Segment Start: Entries provided

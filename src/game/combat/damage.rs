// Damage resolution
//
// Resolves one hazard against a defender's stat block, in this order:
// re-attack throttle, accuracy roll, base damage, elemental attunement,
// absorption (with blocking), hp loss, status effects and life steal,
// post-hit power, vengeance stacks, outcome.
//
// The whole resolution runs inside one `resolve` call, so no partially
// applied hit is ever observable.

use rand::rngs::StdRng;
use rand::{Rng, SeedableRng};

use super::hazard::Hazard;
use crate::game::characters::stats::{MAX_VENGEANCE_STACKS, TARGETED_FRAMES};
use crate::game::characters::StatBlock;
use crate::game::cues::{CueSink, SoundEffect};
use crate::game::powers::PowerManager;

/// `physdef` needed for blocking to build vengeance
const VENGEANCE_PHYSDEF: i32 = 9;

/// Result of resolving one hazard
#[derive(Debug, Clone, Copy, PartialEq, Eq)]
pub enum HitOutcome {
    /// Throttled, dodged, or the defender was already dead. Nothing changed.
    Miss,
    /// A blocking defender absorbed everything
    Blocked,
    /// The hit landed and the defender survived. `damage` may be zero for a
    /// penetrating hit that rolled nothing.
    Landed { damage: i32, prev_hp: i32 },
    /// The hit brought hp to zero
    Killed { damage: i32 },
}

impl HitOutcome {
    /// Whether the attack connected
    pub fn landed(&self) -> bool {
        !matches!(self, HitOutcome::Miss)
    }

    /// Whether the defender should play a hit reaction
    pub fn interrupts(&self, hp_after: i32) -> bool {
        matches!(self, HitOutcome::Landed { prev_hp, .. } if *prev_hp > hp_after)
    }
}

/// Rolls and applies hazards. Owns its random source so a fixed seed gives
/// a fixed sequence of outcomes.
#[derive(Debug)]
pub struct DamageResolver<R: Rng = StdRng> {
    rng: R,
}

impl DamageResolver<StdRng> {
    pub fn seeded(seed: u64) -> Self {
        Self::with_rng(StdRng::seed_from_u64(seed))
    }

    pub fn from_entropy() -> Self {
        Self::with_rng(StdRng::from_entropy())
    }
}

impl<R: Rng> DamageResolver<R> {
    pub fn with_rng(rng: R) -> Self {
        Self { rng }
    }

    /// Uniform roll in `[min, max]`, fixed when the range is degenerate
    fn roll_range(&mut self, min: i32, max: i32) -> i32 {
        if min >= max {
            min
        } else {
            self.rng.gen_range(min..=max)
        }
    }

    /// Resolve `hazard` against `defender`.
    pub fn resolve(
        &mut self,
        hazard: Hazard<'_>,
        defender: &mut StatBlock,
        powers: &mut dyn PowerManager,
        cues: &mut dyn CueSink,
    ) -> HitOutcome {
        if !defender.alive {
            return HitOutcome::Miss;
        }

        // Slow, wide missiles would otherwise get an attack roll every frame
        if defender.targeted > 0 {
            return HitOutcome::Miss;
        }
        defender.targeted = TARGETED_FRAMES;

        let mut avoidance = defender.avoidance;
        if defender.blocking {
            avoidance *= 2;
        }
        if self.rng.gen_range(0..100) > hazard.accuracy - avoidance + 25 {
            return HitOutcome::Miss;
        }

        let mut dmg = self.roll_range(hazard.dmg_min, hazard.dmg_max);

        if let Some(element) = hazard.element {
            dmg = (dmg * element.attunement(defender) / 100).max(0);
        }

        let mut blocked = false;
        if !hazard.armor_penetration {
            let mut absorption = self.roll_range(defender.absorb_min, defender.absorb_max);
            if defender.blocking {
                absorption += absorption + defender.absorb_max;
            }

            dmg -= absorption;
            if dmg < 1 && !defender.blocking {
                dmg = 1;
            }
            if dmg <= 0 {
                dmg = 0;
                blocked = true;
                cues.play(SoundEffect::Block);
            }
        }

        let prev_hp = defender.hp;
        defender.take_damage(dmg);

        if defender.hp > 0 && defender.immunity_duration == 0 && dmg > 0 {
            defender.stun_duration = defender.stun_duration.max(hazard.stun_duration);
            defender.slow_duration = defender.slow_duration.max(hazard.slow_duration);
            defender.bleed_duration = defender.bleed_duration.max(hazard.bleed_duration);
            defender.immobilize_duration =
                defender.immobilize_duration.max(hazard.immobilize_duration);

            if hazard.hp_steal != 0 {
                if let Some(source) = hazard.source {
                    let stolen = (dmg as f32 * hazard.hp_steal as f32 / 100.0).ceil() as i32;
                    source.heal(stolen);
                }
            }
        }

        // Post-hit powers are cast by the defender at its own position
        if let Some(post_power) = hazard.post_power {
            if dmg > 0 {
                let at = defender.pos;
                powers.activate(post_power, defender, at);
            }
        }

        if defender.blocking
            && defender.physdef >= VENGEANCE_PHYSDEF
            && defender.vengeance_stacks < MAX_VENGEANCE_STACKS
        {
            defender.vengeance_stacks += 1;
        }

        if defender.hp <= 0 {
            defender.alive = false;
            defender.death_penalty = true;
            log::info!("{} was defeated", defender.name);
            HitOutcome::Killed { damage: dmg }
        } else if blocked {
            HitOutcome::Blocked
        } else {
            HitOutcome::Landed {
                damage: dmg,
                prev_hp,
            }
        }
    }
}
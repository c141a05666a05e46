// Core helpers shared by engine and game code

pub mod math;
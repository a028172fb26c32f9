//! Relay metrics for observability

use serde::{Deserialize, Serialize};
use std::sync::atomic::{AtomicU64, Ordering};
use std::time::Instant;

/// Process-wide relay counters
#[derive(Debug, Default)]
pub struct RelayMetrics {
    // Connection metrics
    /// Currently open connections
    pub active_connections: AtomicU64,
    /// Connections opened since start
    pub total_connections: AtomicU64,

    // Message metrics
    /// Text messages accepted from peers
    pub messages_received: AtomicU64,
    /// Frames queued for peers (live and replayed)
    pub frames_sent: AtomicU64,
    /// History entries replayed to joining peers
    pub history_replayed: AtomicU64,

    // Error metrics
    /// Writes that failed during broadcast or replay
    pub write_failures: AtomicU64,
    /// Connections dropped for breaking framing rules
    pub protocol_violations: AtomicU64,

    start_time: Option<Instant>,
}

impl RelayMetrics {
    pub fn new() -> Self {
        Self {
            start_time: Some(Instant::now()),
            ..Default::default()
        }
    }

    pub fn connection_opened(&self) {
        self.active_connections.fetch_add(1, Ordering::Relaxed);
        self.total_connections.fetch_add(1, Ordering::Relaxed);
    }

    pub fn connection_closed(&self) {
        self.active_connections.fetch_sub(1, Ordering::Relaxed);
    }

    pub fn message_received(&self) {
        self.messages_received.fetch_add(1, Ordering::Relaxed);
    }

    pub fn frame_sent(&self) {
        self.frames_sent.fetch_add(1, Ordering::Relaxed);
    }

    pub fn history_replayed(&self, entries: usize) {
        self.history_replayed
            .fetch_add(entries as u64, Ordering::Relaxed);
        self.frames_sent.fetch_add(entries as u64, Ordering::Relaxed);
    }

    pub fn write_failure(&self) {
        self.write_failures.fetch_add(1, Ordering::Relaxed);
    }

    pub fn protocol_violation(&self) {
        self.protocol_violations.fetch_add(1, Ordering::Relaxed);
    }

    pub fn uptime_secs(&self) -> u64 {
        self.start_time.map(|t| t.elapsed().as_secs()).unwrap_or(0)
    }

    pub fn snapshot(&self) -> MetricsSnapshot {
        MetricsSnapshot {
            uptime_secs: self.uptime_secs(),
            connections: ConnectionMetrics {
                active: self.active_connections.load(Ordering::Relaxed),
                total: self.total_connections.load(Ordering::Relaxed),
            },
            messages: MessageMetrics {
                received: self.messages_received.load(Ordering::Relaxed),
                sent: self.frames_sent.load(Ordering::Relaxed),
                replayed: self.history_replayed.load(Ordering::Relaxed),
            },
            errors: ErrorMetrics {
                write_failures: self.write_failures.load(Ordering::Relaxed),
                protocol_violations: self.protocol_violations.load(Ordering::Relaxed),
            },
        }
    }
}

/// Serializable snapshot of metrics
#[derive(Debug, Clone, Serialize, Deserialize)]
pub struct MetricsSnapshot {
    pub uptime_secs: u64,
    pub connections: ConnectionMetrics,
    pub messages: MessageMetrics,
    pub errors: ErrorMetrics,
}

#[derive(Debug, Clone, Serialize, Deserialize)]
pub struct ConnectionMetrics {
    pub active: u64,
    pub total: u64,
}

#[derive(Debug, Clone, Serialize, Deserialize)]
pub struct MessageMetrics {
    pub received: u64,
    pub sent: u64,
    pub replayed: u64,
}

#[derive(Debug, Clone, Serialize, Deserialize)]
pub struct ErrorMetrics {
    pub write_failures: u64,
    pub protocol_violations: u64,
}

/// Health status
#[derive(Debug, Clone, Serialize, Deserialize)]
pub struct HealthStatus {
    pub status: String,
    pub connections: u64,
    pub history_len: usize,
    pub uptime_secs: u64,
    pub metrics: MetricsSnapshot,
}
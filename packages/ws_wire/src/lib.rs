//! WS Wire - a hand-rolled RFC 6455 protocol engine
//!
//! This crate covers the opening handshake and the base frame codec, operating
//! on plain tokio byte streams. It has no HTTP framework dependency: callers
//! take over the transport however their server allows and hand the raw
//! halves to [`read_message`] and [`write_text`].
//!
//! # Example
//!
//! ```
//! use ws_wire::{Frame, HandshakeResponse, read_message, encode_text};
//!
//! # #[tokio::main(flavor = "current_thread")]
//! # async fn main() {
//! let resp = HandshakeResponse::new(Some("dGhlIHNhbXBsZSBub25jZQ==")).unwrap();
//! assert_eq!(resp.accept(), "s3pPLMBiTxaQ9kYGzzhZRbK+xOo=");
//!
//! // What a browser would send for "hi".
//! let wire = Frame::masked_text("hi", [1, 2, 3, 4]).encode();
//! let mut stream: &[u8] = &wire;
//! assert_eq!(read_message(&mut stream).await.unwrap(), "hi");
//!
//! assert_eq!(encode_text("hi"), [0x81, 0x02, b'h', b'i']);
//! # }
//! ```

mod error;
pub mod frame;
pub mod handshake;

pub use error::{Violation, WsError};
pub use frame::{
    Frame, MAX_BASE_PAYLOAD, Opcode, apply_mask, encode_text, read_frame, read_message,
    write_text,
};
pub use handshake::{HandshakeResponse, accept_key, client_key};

Segment End: Entries provided

◆ What you should do
Reproduce the lines above, beginning at the line with "opened since start" and stopping after the line with "pub fn uptime_secs(&self)", exactly as they are.

◆ Answer box
    /// Connections opened since start
    pub total_connections: AtomicU64,

    // Message metrics
    /// Text messages accepted from peers
    pub messages_received: AtomicU64,
    /// Frames queued for peers (live and replayed)
    pub frames_sent: AtomicU64,
    /// History entries replayed to joining peers
    pub history_replayed: AtomicU64,

    // Error metrics
    /// Writes that failed during broadcast or replay
    pub write_failures: AtomicU64,
    /// Connections dropped for breaking framing rules
    pub protocol_violations: AtomicU64,

    start_time: Option<Instant>,
}

impl RelayMetrics {
    pub fn new() -> Self {
        Self {
            start_time: Some(Instant::now()),
            ..Default::default()
        }
    }

    pub fn connection_opened(&self) {
        self.active_connections.fetch_add(1, Ordering::Relaxed);
        self.total_connections.fetch_add(1, Ordering::Relaxed);
    }

    pub fn connection_closed(&self) {
        self.active_connections.fetch_sub(1, Ordering::Relaxed);
    }

    pub fn message_received(&self) {
        self.messages_received.fetch_add(1, Ordering::Relaxed);
    }

    pub fn frame_sent(&self) {
        self.frames_sent.fetch_add(1, Ordering::Relaxed);
    }

    pub fn history_replayed(&self, entries: usize) {
        self.history_replayed
            .fetch_add(entries as u64, Ordering::Relaxed);
        self.frames_sent.fetch_add(entries as u64, Ordering::Relaxed);
    }

    pub fn write_failure(&self) {
        self.write_failures.fetch_add(1, Ordering::Relaxed);
    }

    pub fn protocol_violation(&self) {
        self.protocol_violations.fetch_add(1, Ordering::Relaxed);
    }

    pub fn uptime_secs(&self) -> u64 {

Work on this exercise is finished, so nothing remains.